# WORK INSTRUCTIONS:
Give the data back exactly as it stands.

# EXERCISE MATERIALS:

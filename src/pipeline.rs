//! Item pipeline: validity gate, duplicate filter, persistence sink, image
//! dispatch, page feeds and the site run that strings them together.

pub mod duplicates;
pub mod feed;
pub mod image_dispatch;
pub mod sink;
pub mod site_run;
pub mod validity;

pub use duplicates::DuplicateFilter;
pub use image_dispatch::ImageDispatcher;
pub use sink::{PersistenceSink, SinkBackend, SinkConfig};
pub use site_run::{Collaborators, PageOutcome, RunOptions, RunSummary, SiteRun};
pub use validity::{ValidityGate, Verdict};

# TASK OUTPUT:
filename src/pipeline.rs
//! Item pipeline: validity gate, duplicate filter, persistence sink, image
//! dispatch, page feeds and the site run that strings them together.

pub mod duplicates;
pub mod feed;
pub mod image_dispatch;
pub mod sink;
pub mod site_run;
pub mod validity;

pub use duplicates::DuplicateFilter;
pub use image_dispatch::ImageDispatcher;
pub use sink::{PersistenceSink, SinkBackend, SinkConfig};
pub use site_run::{Collaborators, PageOutcome, RunOptions, RunSummary, SiteRun};
pub use validity::{ValidityGate, Verdict};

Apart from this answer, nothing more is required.